**WHAT YOU WILL DO**.
Transcribe the records below. Leave nothing out and change nothing.

[Start of Attachment]

use serde::{Deserialize, Serialize};

/// Normalized transfer event, the unit of the dispatcher event log.
///
/// All fields are integers: addresses and tokens arrive as strings on the
/// wire and are interned to dense IDs before an event is built, so the hot
/// path never touches heap strings. `ts` is the containing block's
/// timestamp in seconds.
#[derive(Debug, Clone, Copy, Default, PartialEq, Eq, Serialize, Deserialize)]
pub struct TxEvent {
    pub ts: i64,
    pub from: u64,
    pub to: u64,
    pub token: u32,
    pub amount: i64,
}
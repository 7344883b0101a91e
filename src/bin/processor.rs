//! Processor runtime: replay a captured block feed through the full
//! ingest-to-window pipeline.
//!
//! Usage:
//!   cargo run --release --bin processor
//!
//! Environment variables (see `Config::from_env` for the full set):
//!   BLOCKFLOW_REPLAY      - JSONL block feed to consume (required)
//!   BLOCKFLOW_OUT         - sink output path (default: ./data/signals.jsonl)
//!   BLOCKFLOW_SPOOL       - spool WAL path
//!   BLOCKFLOW_RING_BLOCKS - ring geometry override for small replays

use std::env;
use std::sync::Arc;

use dotenv::dotenv;
use log::info;

use blockflow::config::Config;
use blockflow::dispatch::RingLimits;
use blockflow::pipeline::Pipeline;
use blockflow::sink::JsonlSink;
use blockflow::stream::JsonlBlockStream;

#[tokio::main]
async fn main() -> Result<(), Box<dyn std::error::Error>> {
    dotenv().ok();
    env_logger::init();

    info!("🚀 blockflow processor");
    let cfg = Config::from_env();
    info!("   ├─ Topic: {} (group {})", cfg.topic, cfg.group);
    info!("   ├─ Spool: {}", cfg.spool_path);
    info!(
        "   ├─ Decode: {} workers, queue {}",
        cfg.decode_workers, cfg.decode_queue
    );
    info!("   ├─ Windows: {:?} s", cfg.win_secs);
    info!("   └─ Emit cadence: {:?}", cfg.emit_every);

    let Some(replay_path) = env::var("BLOCKFLOW_REPLAY").ok().filter(|p| !p.is_empty()) else {
        info!("⚠️  BLOCKFLOW_REPLAY not set, nothing to consume");
        info!("   └─ Exiting gracefully...");
        return Ok(());
    };

    let mut limits = RingLimits::default();
    if let Some(blocks) = env::var("BLOCKFLOW_RING_BLOCKS")
        .ok()
        .and_then(|v| v.parse::<usize>().ok())
    {
        limits.max_blocks_per_window = blocks;
    }

    let stream = JsonlBlockStream::open(&replay_path)?;
    info!("✅ Replay source: {} ({} blocks)", replay_path, stream.len());

    let out_path =
        env::var("BLOCKFLOW_OUT").unwrap_or_else(|_| "./data/signals.jsonl".to_string());
    let sink = Arc::new(JsonlSink::open(&out_path)?);
    info!("✅ Sink: {}", out_path);

    let handle = Pipeline::start(&cfg, limits, Box::new(stream), sink)?;
    handle.join().await?;

    info!("✅ Replay complete");
    Ok(())
}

[End of Attachment]

**TASK RESPONSE**.
use serde::{Deserialize, Serialize};

/// Normalized transfer event, the unit of the dispatcher event log.
///
/// All fields are integers: addresses and tokens arrive as strings on the
/// wire and are interned to dense IDs before an event is built, so the hot
/// path never touches heap strings. `ts` is the containing block's
/// timestamp in seconds.
#[derive(Debug, Clone, Copy, Default, PartialEq, Eq, Serialize, Deserialize)]
pub struct TxEvent {
    pub ts: i64,
    pub from: u64,
    pub to: u64,
    pub token: u32,
    pub amount: i64,
}
repository 7344883b0101a91e
filename src/bin/processor.rs
//! Processor runtime: replay a captured block feed through the full
//! ingest-to-window pipeline.
//!
//! Usage:
//!   cargo run --release --bin processor
//!
//! Environment variables (see `Config::from_env` for the full set):
//!   BLOCKFLOW_REPLAY      - JSONL block feed to consume (required)
//!   BLOCKFLOW_OUT         - sink output path (default: ./data/signals.jsonl)
//!   BLOCKFLOW_SPOOL       - spool WAL path
//!   BLOCKFLOW_RING_BLOCKS - ring geometry override for small replays

use std::env;
use std::sync::Arc;

use dotenv::dotenv;
use log::info;

use blockflow::config::Config;
use blockflow::dispatch::RingLimits;
use blockflow::pipeline::Pipeline;
use blockflow::sink::JsonlSink;
use blockflow::stream::JsonlBlockStream;

#[tokio::main]
async fn main() -> Result<(), Box<dyn std::error::Error>> {
    dotenv().ok();
    env_logger::init();

    info!("🚀 blockflow processor");
    let cfg = Config::from_env();
    info!("   ├─ Topic: {} (group {})", cfg.topic, cfg.group);
    info!("   ├─ Spool: {}", cfg.spool_path);
    info!(
        "   ├─ Decode: {} workers, queue {}",
        cfg.decode_workers, cfg.decode_queue
    );
    info!("   ├─ Windows: {:?} s", cfg.win_secs);
    info!("   └─ Emit cadence: {:?}", cfg.emit_every);

    let Some(replay_path) = env::var("BLOCKFLOW_REPLAY").ok().filter(|p| !p.is_empty()) else {
        info!("⚠️  BLOCKFLOW_REPLAY not set, nothing to consume");
        info!("   └─ Exiting gracefully...");
        return Ok(());
    };

    let mut limits = RingLimits::default();
    if let Some(blocks) = env::var("BLOCKFLOW_RING_BLOCKS")
        .ok()
        .and_then(|v| v.parse::<usize>().ok())
    {
        limits.max_blocks_per_window = blocks;
    }

    let stream = JsonlBlockStream::open(&replay_path)?;
    info!("✅ Replay source: {} ({} blocks)", replay_path, stream.len());

    let out_path =
        env::var("BLOCKFLOW_OUT").unwrap_or_else(|_| "./data/signals.jsonl".to_string());
    let sink = Arc::new(JsonlSink::open(&out_path)?);
    info!("✅ Sink: {}", out_path);

    let handle = Pipeline::start(&cfg, limits, Box::new(stream), sink)?;
    handle.join().await?;

    info!("✅ Replay complete");
    Ok(())
}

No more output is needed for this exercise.